EXERCISE INPUT ▸
//! Content Requester: turns a project brief into drafted prose.
//!
//! Flow: build prompt → one `TextGenerator::complete` call → apply the
//! empty-completion policy. No retries; the upstream error is wrapped and
//! returned to the caller.

use std::fmt;
use std::str::FromStr;

use serde::{Deserialize, Serialize};
use thiserror::Error;
use tracing::{info, warn};

use crate::generation::prompts::{
    AGREEMENT_PROMPT_TEMPLATE, AGREEMENT_SYSTEM, PROPOSAL_PROMPT_TEMPLATE, PROPOSAL_SYSTEM,
};
use crate::llm_client::prompts::{render_template, PLAIN_TEXT_FORMAT_INSTRUCTION};
use crate::llm_client::{LlmError, TextGenerator};
use crate::models::brief::{AgreementBrief, ProjectBrief};

// ────────────────────────────────────────────────────────────────────────────
// Types
// ────────────────────────────────────────────────────────────────────────────

/// Which document the model is drafting.
#[derive(Debug, Clone, Copy, PartialEq, Eq, Serialize, Deserialize)]
pub enum DraftKind {
    Proposal,
    Agreement,
}

impl DraftKind {
    pub fn label(&self) -> &'static str {
        match self {
            DraftKind::Proposal => "proposal",
            DraftKind::Agreement => "agreement",
        }
    }

    /// Text used when the model answers with nothing and the policy allows it.
    pub fn placeholder(&self) -> &'static str {
        match self {
            DraftKind::Proposal => "No proposal generated.",
            DraftKind::Agreement => "No agreement generated.",
        }
    }
}

impl fmt::Display for DraftKind {
    fn fmt(&self, f: &mut fmt::Formatter<'_>) -> fmt::Result {
        f.write_str(self.label())
    }
}

/// What to do when the upstream call succeeds but returns no text.
#[derive(Debug, Clone, Copy, Default, PartialEq, Eq, Serialize, Deserialize)]
pub enum EmptyCompletionPolicy {
    /// Substitute `DraftKind::placeholder()` and carry on.
    #[default]
    Placeholder,
    /// Treat the empty reply as an upstream failure.
    Fail,
}

impl FromStr for EmptyCompletionPolicy {
    type Err = String;

    fn from_str(s: &str) -> Result<Self, Self::Err> {
        match s.trim().to_ascii_lowercase().as_str() {
            "placeholder" => Ok(EmptyCompletionPolicy::Placeholder),
            "fail" | "error" => Ok(EmptyCompletionPolicy::Fail),
            other => Err(format!(
                "unknown empty completion policy '{other}' (expected 'placeholder' or 'fail')"
            )),
        }
    }
}

/// The text-generation call failed or returned nothing usable.
#[derive(Debug, Error)]
#[error("Failed to generate {kind}: {source}")]
pub struct UpstreamError {
    pub kind: DraftKind,
    #[source]
    pub source: LlmError,
}

impl UpstreamError {
    pub fn from_llm(kind: DraftKind, source: LlmError) -> Self {
        Self { kind, source }
    }
}

// ────────────────────────────────────────────────────────────────────────────
// Public entry points
// ────────────────────────────────────────────────────────────────────────────

/// Drafts a sales proposal for `brief`.
pub async fn generate_proposal(
    generator: &dyn TextGenerator,
    brief: &ProjectBrief,
    policy: EmptyCompletionPolicy,
) -> Result<String, UpstreamError> {
    let prompt = build_proposal_prompt(brief);
    info!("Drafting proposal for project '{}'", brief.project_name);
    request_text(generator, DraftKind::Proposal, PROPOSAL_SYSTEM, &prompt, policy).await
}

/// Drafts a two-party agreement for `brief`.
pub async fn generate_agreement(
    generator: &dyn TextGenerator,
    brief: &AgreementBrief,
    policy: EmptyCompletionPolicy,
) -> Result<String, UpstreamError> {
    let prompt = build_agreement_prompt(brief);
    info!(
        "Drafting agreement for project '{}'",
        brief.project.project_name
    );
    request_text(generator, DraftKind::Agreement, AGREEMENT_SYSTEM, &prompt, policy).await
}

// ────────────────────────────────────────────────────────────────────────────
// Prompt building
// ────────────────────────────────────────────────────────────────────────────

/// `Additional Details: ...` plus newline, or nothing when there are none.
fn extra_details_line(brief: &ProjectBrief) -> String {
    brief
        .extra_details()
        .map(|extra| format!("Additional Details: {extra}\n"))
        .unwrap_or_default()
}

pub fn build_proposal_prompt(brief: &ProjectBrief) -> String {
    let extra = extra_details_line(brief);
    render_template(
        PROPOSAL_PROMPT_TEMPLATE,
        &[
            ("project_name", brief.project_name.as_str()),
            ("project_details", brief.project_details.as_str()),
            ("pricing", brief.pricing.as_str()),
            ("extra_details_line", extra.as_str()),
            ("format_instruction", PLAIN_TEXT_FORMAT_INSTRUCTION),
        ],
    )
}

pub fn build_agreement_prompt(brief: &AgreementBrief) -> String {
    let project = &brief.project;
    let extra = extra_details_line(project);
    render_template(
        AGREEMENT_PROMPT_TEMPLATE,
        &[
            ("project_name", project.project_name.as_str()),
            ("project_details", project.project_details.as_str()),
            ("pricing", project.pricing.as_str()),
            ("party_a", brief.party_a.as_str()),
            ("party_b", brief.party_b.as_str()),
            ("extra_details_line", extra.as_str()),
            ("format_instruction", PLAIN_TEXT_FORMAT_INSTRUCTION),
        ],
    )
}

// ────────────────────────────────────────────────────────────────────────────
// Upstream call
// ────────────────────────────────────────────────────────────────────────────

async fn request_text(
    generator: &dyn TextGenerator,
    kind: DraftKind,
    system: &str,
    prompt: &str,
    policy: EmptyCompletionPolicy,
) -> Result<String, UpstreamError> {
    let completion = generator
        .complete(system, prompt)
        .await
        .map_err(|e| UpstreamError::from_llm(kind, e))?;

    match completion.filter(|text| !text.trim().is_empty()) {
        Some(text) => Ok(text),
        None => match policy {
            EmptyCompletionPolicy::Placeholder => {
                warn!("Upstream returned no {kind} text; using placeholder");
                Ok(kind.placeholder().to_string())
            }
            EmptyCompletionPolicy::Fail => {
                Err(UpstreamError::from_llm(kind, LlmError::EmptyContent))
            }
        },
    }
}

#[cfg(test)]
mod tests {
    use super::*;
    use crate::generation::testing::StubGenerator;

    fn brief() -> ProjectBrief {
        ProjectBrief {
            project_name: "Acme Corp E-commerce Redesign".to_string(),
            project_details: "Mobile-first storefront with analytics".to_string(),
            pricing: "$75,000 - $95,000".to_string(),
            extra_details: None,
        }
    }

    fn agreement_brief() -> AgreementBrief {
        AgreementBrief {
            project: brief(),
            party_a: "Acme Corp, Delaware".to_string(),
            party_b: "Studio Nine LLC".to_string(),
        }
    }

    #[test]
    fn test_proposal_prompt_contains_fields_and_sections() {
        let prompt = build_proposal_prompt(&brief());
        assert!(prompt.contains("Project Name: Acme Corp E-commerce Redesign"));
        assert!(prompt.contains("Pricing: $75,000 - $95,000"));
        assert!(prompt.contains("- EXECUTIVE SUMMARY"));
        assert!(prompt.contains("- NEXT STEPS"));
        assert!(prompt.contains(PLAIN_TEXT_FORMAT_INSTRUCTION));
        assert!(!prompt.contains('{'), "all placeholders filled");
    }

    #[test]
    fn test_extra_details_line_only_when_present() {
        let without = build_proposal_prompt(&brief());
        assert!(!without.contains("Additional Details"));

        let mut with_extra = brief();
        with_extra.extra_details = Some("30% cart abandonment".to_string());
        let with = build_proposal_prompt(&with_extra);
        assert!(with.contains("Additional Details: 30% cart abandonment"));

        let mut blank_extra = brief();
        blank_extra.extra_details = Some("   ".to_string());
        assert!(!build_proposal_prompt(&blank_extra).contains("Additional Details"));
    }

    #[test]
    fn test_agreement_prompt_names_both_parties() {
        let prompt = build_agreement_prompt(&agreement_brief());
        assert!(prompt.contains("Party A: Acme Corp, Delaware"));
        assert!(prompt.contains("Party B: Studio Nine LLC"));
        assert!(prompt.contains("- Intellectual property rights"));
    }

    #[test]
    fn test_policy_from_str() {
        assert_eq!(
            "placeholder".parse::<EmptyCompletionPolicy>(),
            Ok(EmptyCompletionPolicy::Placeholder)
        );
        assert_eq!(
            " FAIL ".parse::<EmptyCompletionPolicy>(),
            Ok(EmptyCompletionPolicy::Fail)
        );
        assert!("sometimes".parse::<EmptyCompletionPolicy>().is_err());
    }

    #[tokio::test]
    async fn test_generate_proposal_returns_model_text() {
        let stub = StubGenerator::text("EXECUTIVE SUMMARY\nGreat things.");
        let text = generate_proposal(&stub, &brief(), EmptyCompletionPolicy::Placeholder)
            .await
            .unwrap();
        assert_eq!(text, "EXECUTIVE SUMMARY\nGreat things.");
        let calls = stub.calls();
        assert_eq!(calls.len(), 1, "single attempt");
        assert_eq!(calls[0].0, PROPOSAL_SYSTEM);
    }

    #[tokio::test]
    async fn test_empty_completion_uses_placeholder() {
        let stub = StubGenerator::empty();
        let text = generate_agreement(
            &stub,
            &agreement_brief(),
            EmptyCompletionPolicy::Placeholder,
        )
        .await
        .unwrap();
        assert_eq!(text, "No agreement generated.");
    }

    #[tokio::test]
    async fn test_blank_completion_counts_as_empty() {
        let stub = StubGenerator::text("  \n ");
        let text = generate_proposal(&stub, &brief(), EmptyCompletionPolicy::Placeholder)
            .await
            .unwrap();
        assert_eq!(text, "No proposal generated.");
    }

    #[tokio::test]
    async fn test_empty_completion_fails_under_fail_policy() {
        let stub = StubGenerator::empty();
        let err = generate_proposal(&stub, &brief(), EmptyCompletionPolicy::Fail)
            .await
            .unwrap_err();
        assert!(matches!(err.source, LlmError::EmptyContent));
        assert_eq!(
            err.to_string(),
            "Failed to generate proposal: LLM returned empty content"
        );
    }

    #[tokio::test]
    async fn test_upstream_error_is_wrapped_with_original_message() {
        let stub = StubGenerator::failing(503, "The server is overloaded");
        let err = generate_agreement(
            &stub,
            &agreement_brief(),
            EmptyCompletionPolicy::Placeholder,
        )
        .await
        .unwrap_err();
        assert_eq!(err.kind, DraftKind::Agreement);
        let message = err.to_string();
        assert!(message.starts_with("Failed to generate agreement: "));
        assert!(message.contains("The server is overloaded"));
        assert_eq!(stub.calls().len(), 1, "no retry");
    }
}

REQUIREMENT ▸
All lines of the records above that carry the word "AgreementBrief" should be listed.

REPLY TO THE EXERCISE ▸
use crate::models::brief::{AgreementBrief, ProjectBrief};
    brief: &AgreementBrief,
pub fn build_agreement_prompt(brief: &AgreementBrief) -> String {
    fn agreement_brief() -> AgreementBrief {
        AgreementBrief {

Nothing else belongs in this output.